P. Llama la atención esa determinación en una persona tan joven. ¿Tuvo alguna influencia en su familia?
R. Un tío mío era cirujano, pero lo que yo quería era curar como investigador, hacer ciencia. Mi madre nos enseñaba música; pronto vi que no era lo mío, al contrario de lo que le ocurría a mi hermana, que tenía mucho talento. En cambio, yo tenía muchas más facilidades para la ciencia. Además, cuando era pequeño me impresionó el hecho de que un primo mío perdiera un ojo por un glaucoma congénito. ¿Cómo puede ser que la medicina no sea capaz de salvar un ojo?, pensaba. Eso me reforzó en mi objetivo de ser médico e investigador.

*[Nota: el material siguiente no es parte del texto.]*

//! HTTP route definitions

use std::time::Duration;

use axum::{
    extract::{rejection::JsonRejection, Extension, State},
    http::{header, HeaderValue, Method, StatusCode},
    middleware,
    response::{IntoResponse, Json},
    routing::{get, post},
    Router,
};
use serde::{Deserialize, Serialize};
use serde_json::Value;
use tower_http::{
    compression::CompressionLayer,
    cors::{AllowOrigin, CorsLayer},
    timeout::TimeoutLayer,
    trace::TraceLayer,
};
use tracing::{debug, warn};

use crate::app::AppState;
use crate::config::AllowedOrigins;
use crate::http::middleware::{require_client, ClientIdentity};
use crate::leaderboard::client::API_KEY_HEADER;
use crate::leaderboard::entry::{validate_name_value, validate_score_value};
use crate::leaderboard::{LeaderboardEntry, LeaderboardError, Submission, SubmitOutcome, ValidationError};
use crate::util::time::uptime_secs;

/// Upper bound for one request, store round trips included
const REQUEST_TIMEOUT: Duration = Duration::from_secs(15);

/// Build the application router
pub fn build_router(state: AppState) -> Router {
    let allow_origin = match &state.config.allowed_origins {
        AllowedOrigins::Any => AllowOrigin::any(),
        AllowedOrigins::List(origins) => AllowOrigin::list(
            origins
                .iter()
                .filter_map(|o| o.parse::<HeaderValue>().ok())
                .collect::<Vec<_>>(),
        ),
    };

    let cors = CorsLayer::new()
        .allow_origin(allow_origin)
        .allow_methods([Method::GET, Method::POST, Method::DELETE, Method::OPTIONS])
        .allow_headers([
            header::CONTENT_TYPE,
            header::HeaderName::from_static(API_KEY_HEADER),
        ]);

    // Writes go through the client checks, reads do not
    let leaderboard = post(submit_handler)
        .delete(reset_handler)
        .route_layer(middleware::from_fn_with_state(state.clone(), require_client))
        .get(list_handler)
        .options(preflight_handler)
        .fallback(method_not_allowed);

    Router::new()
        .route("/health", get(health_handler))
        .route("/leaderboard", leaderboard)
        .layer(TimeoutLayer::new(REQUEST_TIMEOUT))
        .layer(CompressionLayer::new())
        .layer(TraceLayer::new_for_http())
        .layer(cors)
        .with_state(state)
}

// ============================================================================
// Health endpoint
// ============================================================================

#[derive(Serialize)]
struct HealthResponse {
    status: &'static str,
    uptime_secs: u64,
    store: &'static str,
}

async fn health_handler(State(state): State<AppState>) -> Json<HealthResponse> {
    Json(HealthResponse {
        status: "ok",
        uptime_secs: uptime_secs(),
        store: state.leaderboard.backend_name(),
    })
}

// ============================================================================
// Leaderboard endpoints
// ============================================================================

async fn list_handler(
    State(state): State<AppState>,
) -> Result<Json<Vec<LeaderboardEntry>>, AppError> {
    let entries = state
        .leaderboard
        .fetch_top(state.leaderboard.capacity())
        .await?;

    Ok(Json(entries))
}

/// Raw submission; fields stay untyped so bad values map to precise errors
#[derive(Deserialize)]
struct SubmitRequest {
    #[serde(default)]
    name: Value,
    #[serde(default)]
    score: Value,
}

impl SubmitRequest {
    fn validate(&self) -> Result<Submission, ValidationError> {
        Ok(Submission {
            name: validate_name_value(&self.name)?,
            score: validate_score_value(&self.score)?,
        })
    }
}

async fn submit_handler(
    State(state): State<AppState>,
    Extension(client): Extension<ClientIdentity>,
    body: Result<Json<SubmitRequest>, JsonRejection>,
) -> Result<Json<SubmitOutcome>, AppError> {
    if let Err(wait) = state.limiter.check(&client.0) {
        let retry_after_secs = wait.as_secs_f64().ceil().max(1.0) as u64;
        warn!(client = %client.0, retry_after_secs, "Submission rate limited");
        return Err(AppError::RateLimited { retry_after_secs });
    }

    let Json(request) = body.map_err(|rejection| {
        debug!(error = %rejection, "Rejected submission body");
        AppError::Validation(ValidationError::Malformed(rejection.body_text()))
    })?;

    let submission = request.validate().map_err(AppError::Validation)?;
    let outcome = state.leaderboard.submit(submission).await?;

    Ok(Json(outcome))
}

#[derive(Deserialize)]
struct ResetRequest {
    #[serde(default)]
    secret: String,
}

#[derive(Serialize)]
struct ResetResponse {
    success: bool,
}

async fn reset_handler(
    State(state): State<AppState>,
    body: Result<Json<ResetRequest>, JsonRejection>,
) -> Result<Json<ResetResponse>, AppError> {
    // An unreadable body carries no secret
    let secret = body.map(|Json(r)| r.secret).unwrap_or_default();

    if !state.leaderboard.reset(&secret).await? {
        return Err(AppError::Forbidden("Invalid secret".to_string()));
    }

    Ok(Json(ResetResponse { success: true }))
}

async fn preflight_handler() -> StatusCode {
    StatusCode::OK
}

async fn method_not_allowed() -> AppError {
    AppError::MethodNotAllowed
}

// ============================================================================
// Error handling
// ============================================================================

#[derive(Debug, thiserror::Error)]
pub enum AppError {
    #[error(transparent)]
    Validation(ValidationError),

    #[error("{0}")]
    Forbidden(String),

    #[error("Too many requests")]
    RateLimited { retry_after_secs: u64 },

    #[error("Method not allowed")]
    MethodNotAllowed,

    #[error("Internal error: {0}")]
    Internal(String),
}

impl From<LeaderboardError> for AppError {
    fn from(err: LeaderboardError) -> Self {
        match err {
            LeaderboardError::Validation(e) => AppError::Validation(e),
            LeaderboardError::Authorization(msg) => AppError::Forbidden(msg),
            LeaderboardError::RateLimited { retry_after_secs } => {
                AppError::RateLimited { retry_after_secs }
            }
            LeaderboardError::BackendUnavailable(msg) => AppError::Internal(msg),
        }
    }
}

impl IntoResponse for AppError {
    fn into_response(self) -> axum::response::Response {
        let status = match &self {
            AppError::Validation(_) => StatusCode::BAD_REQUEST,
            AppError::Forbidden(_) => StatusCode::FORBIDDEN,
            AppError::RateLimited { .. } => StatusCode::TOO_MANY_REQUESTS,
            AppError::MethodNotAllowed => StatusCode::METHOD_NOT_ALLOWED,
            AppError::Internal(_) => StatusCode::INTERNAL_SERVER_ERROR,
        };

        let body = Json(serde_json::json!({
            "error": self.to_string()
        }));

        match self {
            AppError::RateLimited { retry_after_secs } => (
                status,
                [(header::RETRY_AFTER, retry_after_secs.to_string())],
                body,
            )
                .into_response(),
            _ => (status, body).into_response(),
        }
    }
}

P. Desde luego lo ha cumplido, porque a lo largo de su carrera ha combinado siempre la clínica con la investigación. Ahora está volcado en el desarrollo de una terapia celular somática para tratar la osteoporosis. ¿En qué punto se encuentran esos trabajos?

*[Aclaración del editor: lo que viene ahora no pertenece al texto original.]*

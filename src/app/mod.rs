pub mod state;

pub use state::AppState;
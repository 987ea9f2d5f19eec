//! Ranked leaderboard: entries, validation, service and client

pub mod board;
pub mod client;
pub mod entry;
pub mod error;
pub mod service;

pub use board::{qualifies, Leaderboard};
pub use client::LeaderboardClient;
pub use entry::{LeaderboardEntry, ValidationError, MAX_NAME_CHARS, MAX_SCORE};
pub use error::LeaderboardError;
pub use service::{LeaderboardService, SubmitOutcome, Submission};
//! Engine notifications for renderers and the runner

use serde::{Deserialize, Serialize};
use uuid::Uuid;

use super::session::TargetId;

/// Why a target left the playfield
#[derive(Debug, Clone, Copy, PartialEq, Eq, Serialize, Deserialize)]
#[serde(rename_all = "snake_case")]
pub enum RemovalReason {
    /// Typed correctly
    Matched,
    /// Cleared at session end
    Cleared,
}

/// Events emitted by the engine, in the order they happened
#[derive(Debug, Clone, PartialEq, Serialize, Deserialize)]
#[serde(tag = "type", rename_all = "snake_case")]
pub enum GameEvent {
    /// A new session began
    Started { session_id: Uuid },

    /// A target entered the playfield
    TargetSpawned {
        id: TargetId,
        text: String,
        x: f32,
        y: f32,
    },

    /// Detach the target from the view
    TargetRemoved { id: TargetId, reason: RemovalReason },

    /// Partial input now points at this target (`None` clears the highlight)
    TargetHighlighted { id: Option<TargetId> },

    /// Transient typo effect on a target
    Typo { id: TargetId, duration_ms: u64 },

    /// Error feedback changed (`None` clears it)
    Feedback { message: Option<String> },

    /// The input buffer should be emptied
    InputCleared,

    /// Score or progress changed
    ScoreChanged { score: u32, next_word_index: usize },

    /// Session over
    Ended { final_score: u32 },
}
//! Time utilities for the game loop and the server

use std::time::{Duration, Instant};

/// Server start time for uptime tracking
static SERVER_START: std::sync::OnceLock<Instant> = std::sync::OnceLock::new();

/// Initialize server start time (call once at startup)
pub fn init_server_time() {
    SERVER_START.get_or_init(Instant::now);
}

/// Get server uptime in seconds
pub fn uptime_secs() -> u64 {
    SERVER_START
        .get()
        .map(|start| start.elapsed().as_secs())
        .unwrap_or(0)
}

/// Frame clock rate for the game runner
pub const FRAME_TPS: u32 = 60; // 60 frames per second
pub const FRAME_DURATION_MICROS: u64 = 1_000_000 / FRAME_TPS as u64;

/// Duration of one frame
pub fn frame_duration() -> Duration {
    Duration::from_micros(FRAME_DURATION_MICROS)
}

R. Estamos analizando los datos de un estudio clínico inicial. Es una enfermedad muy prevalente y terrible. Mi madre falleció de osteoporosis. Tenía 93 años y era capaz de tocar un concierto de tres horas de memoria, pero llegó un momento en que no podía moverse por una fractura vertebral grave; terminó muriendo por una complicación pulmonar. Estoy convencido de que las células madre mesenquimales pueden ser la solución. Tenemos que hacer los estudios que garanticen la seguridad de esa terapia y aún no puedo comentar los resultados del ensayo que estamos llevando a cabo en la Universidad de Murcia y el Hospital Universitario Virgen de la Arrixaca, con el grupo de José María Moraleda, pero sí puedo decir que los datos son prometedores.
P. ¿Qué efecto esperan conseguir con ese tipo de células?

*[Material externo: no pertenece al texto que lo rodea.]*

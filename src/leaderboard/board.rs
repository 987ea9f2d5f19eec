//! Bounded, ranked top-N list

use serde::{Deserialize, Serialize};

use super::entry::LeaderboardEntry;

/// Ranked entries, highest score first.
///
/// Holds at most `capacity` entries. Equal scores keep insertion order, so an
/// earlier result outranks a later one with the same score.
#[derive(Debug, Clone, PartialEq, Eq, Serialize, Deserialize)]
pub struct Leaderboard {
    capacity: usize,
    entries: Vec<LeaderboardEntry>,
}

impl Leaderboard {
    pub fn new(capacity: usize) -> Self {
        Self {
            capacity,
            entries: Vec::with_capacity(capacity),
        }
    }

    /// Rebuild from stored entries, restoring the ordering invariant
    pub fn from_entries(capacity: usize, mut entries: Vec<LeaderboardEntry>) -> Self {
        // Stable sort keeps stored order among equal scores
        entries.sort_by(|a, b| b.score.cmp(&a.score));
        entries.truncate(capacity);
        Self { capacity, entries }
    }

    /// Insert an entry at its rank and drop whatever falls off the end.
    ///
    /// Returns the 0-based rank, or `None` if the entry did not make the cut.
    pub fn insert(&mut self, entry: LeaderboardEntry) -> Option<usize> {
        let rank = self
            .entries
            .iter()
            .position(|e| e.score < entry.score)
            .unwrap_or(self.entries.len());

        if rank >= self.capacity {
            return None;
        }

        self.entries.insert(rank, entry);
        self.entries.truncate(self.capacity);
        Some(rank)
    }

    /// Whether `score` would earn a place
    pub fn qualifies(&self, score: u32) -> bool {
        qualifies(score, &self.entries, self.capacity)
    }

    pub fn entries(&self) -> &[LeaderboardEntry] {
        &self.entries
    }

    pub fn into_entries(self) -> Vec<LeaderboardEntry> {
        self.entries
    }

    pub fn top(&self, n: usize) -> Vec<LeaderboardEntry> {
        self.entries.iter().take(n).cloned().collect()
    }

    pub fn capacity(&self) -> usize {
        self.capacity
    }

    pub fn len(&self) -> usize {
        self.entries.len()
    }

    pub fn is_empty(&self) -> bool {
        self.entries.is_empty()
    }
}

/// A score qualifies when the list has room or it beats the lowest entry
pub fn qualifies(score: u32, top: &[LeaderboardEntry], capacity: usize) -> bool {
    if top.len() < capacity {
        return true;
    }
    top.iter().map(|e| e.score).min().map_or(true, |min| score > min)
}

R. Cada tejido del cuerpo humano tiene las suficientes células madre mesenquimales (CMM) para impulsar la regeneración. Pero a medida que se envejece, se pierden y también esa capacidad de reparar tejidos. Es algo visible en la piel de los jóvenes y de los mayores, sin ir más lejos. Las CMM exhiben, por una parte, un efecto antinflamatorio, y, por otro, son capaces de estimular a la célula del tejido en el que se encuentran. Por ese potencial regenerador, en el futuro yo veo a los jóvenes guardando sus CMM para usarlas como regeneradores en la vejez. Son una fuente de juventud.